IPI: quando incide o imposto sobre produtos industrializados

Por · Revisão: Rafael Toledo · Atualizado em 2026-08-06 · 4 fontes oficiais verificadas

O IPI não se limita à saída de mercadoria da fábrica. O art. 46 do CTN prevê três fatos geradores: o desembaraço aduaneiro de produto estrangeiro, a saída do estabelecimento industrial ou equiparado e a arrematação de produto apreendido ou abandonado levado a leilão. O conceito legal de produto industrializado define o alcance dessas hipóteses.

A competência da União

Instituir imposto sobre produtos industrializados é competência exclusiva da União, prevista no art. 153, IV, da Constituição. O §3º do mesmo dispositivo acrescenta duas características que moldam todo o IPI: ele será seletivo, em função da essencialidade do produto, e não cumulativo, compensando-se o que for devido em cada operação com o montante já cobrado nas operações anteriores.

O que caracteriza industrialização

O art. 4º do Regulamento do IPI (Decreto 7.212/2010), com base no art. 46 do CTN, caracteriza como industrialização qualquer operação que modifique a natureza, o funcionamento, o acabamento, a apresentação ou a finalidade do produto, ou que o aperfeiçoe para consumo — o que inclui transformação, beneficiamento, montagem, acondicionamento e renovação.

Um imposto seletivo por essencialidade

Diferente de tributos com alíquota única, o IPI é seletivo: produtos considerados supérfluos ou nocivos, como cigarros e bebidas, têm alíquotas bem mais altas do que produtos essenciais, como itens da cesta básica, que costumam ter alíquota zero ou muito reduzida. Essa seletividade é um traço constitucional do imposto, não uma opção do governo a cada ano.

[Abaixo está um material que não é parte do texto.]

use serde::{Deserialize, Serialize};

/// Textual embed formats for one public identifier.
#[derive(Debug, Clone, Serialize, Deserialize, PartialEq)]
pub struct Links {
    pub url: String,
    pub html: String,
    pub markdown: String,
    pub bbcode: String,
    pub markdown_with_link: String,
}

#[derive(Debug, Serialize)]
pub struct LinksResponse<T: Serialize> {
    pub image: T,
    pub links: Links,
}
use jsonwebtoken::{encode, Header, decode, Validation, TokenData, Algorithm};
use chrono::{Utc, Duration};
use uuid::Uuid;

use crate::entities::token::Claims;
use crate::settings::{AppConfig, JwtKeys};
use crate::errors::AuthError;

const JWT_ALGORITHM: Algorithm = Algorithm::HS512;

/// Verifies bearer tokens issued by the identity service.
///
/// Minting is only used by tests and operator tooling; the service itself
/// never issues tokens.
#[derive(Clone)]
pub struct JwtService {
    keys: JwtKeys,
    access_expiration: Duration,
}

impl JwtService {
    pub fn new(config: &AppConfig) -> Self {
        JwtService {
            keys: JwtKeys::from(config),
            access_expiration: Duration::minutes(config.jwt_expiration_minutes),
        }
    }

    pub fn create_jwt(&self, owner_id: &Uuid, role: &str) -> Result<String, AuthError> {
        let now = Utc::now();
        let exp = (now + self.access_expiration).timestamp() as usize;

        let claims = Claims {
            sub: owner_id.to_string(),
            role: role.to_string(),
            exp,
            iat: now.timestamp() as usize,
        };

        encode(&Header::new(JWT_ALGORITHM), &claims, &self.keys.encoding)
            .map_err(|_| AuthError::TokenCreation)
    }

    pub fn decode_jwt(&self, token: &str) -> Result<TokenData<Claims>, AuthError> {
        let mut validation = Validation::new(JWT_ALGORITHM);
        validation.validate_exp = true;

        decode::<Claims>(
            token,
            &self.keys.decoding,
            &validation
        )
        .map_err(AuthError::from)
    }
}

#[cfg(test)]
mod tests {
    use super::*;
    use crate::settings::{AppEnvironment, UploadSettings};

    fn config(secret: &str, minutes: i64) -> AppConfig {
        AppConfig {
            env: AppEnvironment::Testing,
            name: "test".into(),
            port: 0,
            host: "127.0.0.1".into(),
            worker_count: 1,
            database_url: "memory".into(),
            jwt_secret: secret.into(),
            jwt_expiration_minutes: minutes,
            maintenance_interval_secs: 60,
            upload: UploadSettings::default(),
        }
    }

    #[test]
    fn round_trips_owner_and_role() {
        let service = JwtService::new(&config("test_jwt_secret_that_is_long_enough_for_hs512", 5));
        let owner = Uuid::new_v4();

        let token = service.create_jwt(&owner, "admin").unwrap();
        let claims = service.decode_jwt(&token).unwrap().claims;
        let requester = claims.requester().unwrap();

        assert_eq!(requester.owner_id, owner);
        assert!(requester.is_admin());
    }

    #[test]
    fn rejects_tokens_signed_with_another_secret() {
        let issuer = JwtService::new(&config("one_secret_that_is_definitely_long_enough_1234", 5));
        let verifier = JwtService::new(&config("another_secret_that_is_definitely_long_enough", 5));

        let token = issuer.create_jwt(&Uuid::new_v4(), "user").unwrap();
        assert!(matches!(verifier.decode_jwt(&token), Err(AuthError::InvalidToken)));
    }

    #[test]
    fn rejects_expired_tokens() {
        let service = JwtService::new(&config("test_jwt_secret_that_is_long_enough_for_hs512", -10));

        let token = service.create_jwt(&Uuid::new_v4(), "user").unwrap();
        assert!(matches!(service.decode_jwt(&token), Err(AuthError::TokenExpired)));
    }
}
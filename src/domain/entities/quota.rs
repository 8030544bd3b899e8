use serde::{Deserialize, Serialize};

/// Snapshot of an owner's storage budget.
#[derive(Debug, Clone, Serialize, Deserialize, PartialEq)]
pub struct QuotaStatus {
    pub used: u64,
    pub quota: u64,
    pub remaining: i64, // -1 = unlimited
    pub percent: f64,
}

impl QuotaStatus {
    pub fn new(used: u64, quota: u64) -> Self {
        if quota == 0 {
            return QuotaStatus { used, quota, remaining: -1, percent: 0.0 };
        }

        QuotaStatus {
            used,
            quota,
            remaining: quota.saturating_sub(used) as i64,
            percent: used as f64 / quota as f64 * 100.0,
        }
    }

    pub fn is_unlimited(&self) -> bool {
        self.quota == 0
    }
}

#[derive(Debug, Clone, Serialize, Deserialize, PartialEq)]
pub struct UsageStats {
    pub image_count: u64,
    pub storage_used: u64,
    pub storage_quota: u64,
    pub remaining_quota: i64,
    pub quota_percent: f64,
    pub total_views: u64,
}

impl UsageStats {
    pub fn new(image_count: u64, total_views: u64, quota: &QuotaStatus) -> Self {
        UsageStats {
            image_count,
            storage_used: quota.used,
            storage_quota: quota.quota,
            remaining_quota: quota.remaining,
            quota_percent: quota.percent,
            total_views,
        }
    }
}

#[cfg(test)]
mod tests {
    use super::*;

    #[test]
    fn unlimited_quota_reports_minus_one() {
        let status = QuotaStatus::new(5_000, 0);
        assert_eq!(status.remaining, -1);
        assert_eq!(status.percent, 0.0);
        assert!(status.is_unlimited());
    }

    #[test]
    fn limited_quota_reports_remaining_and_percent() {
        let status = QuotaStatus::new(900, 1000);
        assert_eq!(status.remaining, 100);
        assert!((status.percent - 90.0).abs() < f64::EPSILON);
    }
}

Não cumulatividade e o crédito na entrada

Assim como o ICMS, o IPI é não cumulativo: a indústria credita o imposto pago na aquisição de insumos e debita o imposto devido na saída do produto industrializado, recolhendo a diferença. Empresas industriais que não fazem esse controle de créditos com cuidado costumam recolher IPI a maior, sem perceber.

Os três fatos geradores previstos no CTN

O art. 46 do CTN organiza a incidência em três momentos distintos: no desembaraço aduaneiro do produto estrangeiro; na saída do produto do estabelecimento industrial ou equiparado; e na arrematação, em leilão, de produto apreendido ou abandonado. O parágrafo único considera industrializado o produto submetido a operação que lhe modifique natureza ou finalidade ou o aperfeiçoe para consumo.

Antes de concluir pela incidência, identifique qual hipótese ocorreu, quem é o contribuinte e se existe imunidade, suspensão, isenção ou alíquota aplicável ao produto.

IBS e CBS não apagaram o IPI em 2026

A fase de teste de IBS e CBS começou sem extinguir o IPI. Em 2026, a indústria continua classificando produtos, apurando débitos e créditos e aplicando TIPI e regras atuais, ao mesmo tempo em que adapta documentos fiscais aos novos campos quando exigidos.

Etapas posteriores da reforma alteram o papel econômico do IPI e preservam tratamento ligado à Zona Franca de Manaus. Isso exige conferir ano, NCM e origem antes de afirmar alíquota zero ou encerramento do imposto.